*DIRECTIONS*
An exact retyping of every record is required.

*** INPUT RECORDS ***

//! Background idle-session evictor.

use crossbeam_channel::{RecvTimeoutError, Sender, bounded};
use log::debug;
use std::sync::Weak;
use std::thread::{self, JoinHandle};
use std::time::Duration;

use super::SessionPool;
use crate::transport::RemoteTransport;

/// Periodically calls [`SessionPool::evict_idle`]. Holds only a weak reference, so the
/// pool can drop while the thread sleeps; the thread exits on the next tick.
pub(crate) struct Evictor {
    shutdown: Sender<()>,
    handle: Option<JoinHandle<()>>,
}

impl Evictor {
    pub(crate) fn spawn<T>(pool: Weak<SessionPool<T>>, interval: Duration) -> std::io::Result<Self>
    where
        T: RemoteTransport + 'static,
    {
        let (shutdown, rx) = bounded::<()>(1);
        let handle = thread::Builder::new()
            .name("remdex-evictor".to_string())
            .spawn(move || {
                loop {
                    match rx.recv_timeout(interval) {
                        Err(RecvTimeoutError::Timeout) => {
                            let Some(pool) = pool.upgrade() else {
                                break;
                            };
                            pool.evict_idle();
                        }
                        Ok(()) | Err(RecvTimeoutError::Disconnected) => break,
                    }
                }
                debug!("Evictor thread stopped");
            })?;
        Ok(Self {
            shutdown,
            handle: Some(handle),
        })
    }

    /// Signal the thread and wait for it. When called from the evictor thread itself (the
    /// last pool reference dropped inside a sweep) it only signals.
    pub(crate) fn stop(mut self) {
        let _ = self.shutdown.try_send(());
        if let Some(handle) = self.handle.take()
            && handle.thread().id() != thread::current().id()
        {
            let _ = handle.join();
        }
    }
}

*** End of INPUT RECORDS ***

*ANSWER BELOW*
//! Background idle-session evictor.

use crossbeam_channel::{RecvTimeoutError, Sender, bounded};
use log::debug;
use std::sync::Weak;
use std::thread::{self, JoinHandle};
use std::time::Duration;

use super::SessionPool;
use crate::transport::RemoteTransport;

/// Periodically calls [`SessionPool::evict_idle`]. Holds only a weak reference, so the
/// pool can drop while the thread sleeps; the thread exits on the next tick.
pub(crate) struct Evictor {
    shutdown: Sender<()>,
    handle: Option<JoinHandle<()>>,
}

impl Evictor {
    pub(crate) fn spawn<T>(pool: Weak<SessionPool<T>>, interval: Duration) -> std::io::Result<Self>
    where
        T: RemoteTransport + 'static,
    {
        let (shutdown, rx) = bounded::<()>(1);
        let handle = thread::Builder::new()
            .name("remdex-evictor".to_string())
            .spawn(move || {
                loop {
                    match rx.recv_timeout(interval) {
                        Err(RecvTimeoutError::Timeout) => {
                            let Some(pool) = pool.upgrade() else {
                                break;
                            };
                            pool.evict_idle();
                        }
                        Ok(()) | Err(RecvTimeoutError::Disconnected) => break,
                    }
                }
                debug!("Evictor thread stopped");
            })?;
        Ok(Self {
            shutdown,
            handle: Some(handle),
        })
    }

    /// Signal the thread and wait for it. When called from the evictor thread itself (the
    /// last pool reference dropped inside a sweep) it only signals.
    pub(crate) fn stop(mut self) {
        let _ = self.shutdown.try_send(());
        if let Some(handle) = self.handle.take()
            && handle.thread().id() != thread::current().id()
        {
            let _ = handle.join();
        }
    }
}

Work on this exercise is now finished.